(Data to process Opens)

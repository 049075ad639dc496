use std::time::Duration;

use api::NotificationKind;
use dioxus::prelude::*;

use crate::app_state_mut::AppStateMut;
use crate::app_state_mut::Toast;
use crate::compat;

const TOAST_LIFETIME: Duration = Duration::from_secs(3);

fn background(kind: NotificationKind) -> &'static str {
    match kind {
        NotificationKind::Success => "#22c55e",
        NotificationKind::Error => "#ef4444",
        NotificationKind::Info => "#3b82f6",
    }
}

/// One notification. Removes itself after [`TOAST_LIFETIME`].
#[component]
fn ToastItem(toast: Toast) -> Element {
    let app_state_mut = use_context::<AppStateMut>();
    let id = toast.id;

    use_future(move || async move {
        compat::sleep(TOAST_LIFETIME).await;
        app_state_mut.dismiss(id);
    });

    let kind: &'static str = toast.notification.kind.into();
    let bg = background(toast.notification.kind);

    rsx! {
        div {
            class: "toast toast-{kind}",
            role: "status",
            style: "background-color: {bg}; color: white; padding: 0.75rem 1.5rem; border-radius: 0.5rem; box-shadow: 0 10px 15px rgba(0,0,0,0.2); cursor: pointer;",
            onclick: move |_| app_state_mut.dismiss(id),
            "{toast.notification.message}"
        }
    }
}

/// The stack of live notifications in the top-right corner.
#[component]
pub fn ToastStack() -> Element {
    let app_state_mut = use_context::<AppStateMut>();
    let toasts = app_state_mut.toasts.read().clone();

    rsx! {
        div {
            style: "position: fixed; top: 1rem; right: 1rem; z-index: 1000; display: flex; flex-direction: column; gap: 0.5rem;",
            for toast in toasts {
                ToastItem { key: "{toast.id}", toast: toast.clone() }
            }
        }
    }
}
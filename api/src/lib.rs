//! This crate contains the inventory core shared by every front end: the asset
//! model, the spreadsheet client, and the store that mirrors the sheet.
//!
//! Nothing in here depends on a presentation layer. Front ends implement
//! [`store::AssetView`] and hand it to an [`store::AssetStore`].

pub mod asset;
mod cells;
pub mod config;
pub mod dashboard;
pub mod error;
pub mod filter;
pub mod notification;
pub mod sheet_api;
pub mod store;

pub use asset::Asset;
pub use asset::AssetId;
pub use asset::DateCell;
pub use asset::StatusKind;
pub use config::ApiConfig;
pub use dashboard::Dashboard;
pub use error::StoreError;
pub use filter::AssetFilter;
pub use notification::Notification;
pub use notification::NotificationKind;
pub use sheet_api::AssetBackend;
pub use sheet_api::SheetApi;
pub use store::AssetStore;
pub use store::AssetView;

pub use reqwest::Url;
use dioxus::prelude::*;

fn main() {
    #[cfg(target_arch = "wasm32")]
    console_error_panic_hook::set_once();

    dioxus_logger::init(dioxus_logger::tracing::Level::INFO).expect("failed to init logger");
    dioxus::launch(App);
}

#[component]
fn App() -> Element {
    ui::App()
}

(Data to process Closes)

# [Goal of the exercise]
The line containing "pub mod error;" begins the span, and the last line of the records above ends it. Return that span exactly, and nothing outside it.

# [Finished task]
pub mod error;
pub mod filter;
pub mod notification;
pub mod sheet_api;
pub mod store;

pub use asset::Asset;
pub use asset::AssetId;
pub use asset::DateCell;
pub use asset::StatusKind;
pub use config::ApiConfig;
pub use dashboard::Dashboard;
pub use error::StoreError;
pub use filter::AssetFilter;
pub use notification::Notification;
pub use notification::NotificationKind;
pub use sheet_api::AssetBackend;
pub use sheet_api::SheetApi;
pub use store::AssetStore;
pub use store::AssetView;

pub use reqwest::Url;
use dioxus::prelude::*;

fn main() {
    #[cfg(target_arch = "wasm32")]
    console_error_panic_hook::set_once();

    dioxus_logger::init(dioxus_logger::tracing::Level::INFO).expect("failed to init logger");
    dioxus::launch(App);
}

#[component]
fn App() -> Element {
    ui::App()
}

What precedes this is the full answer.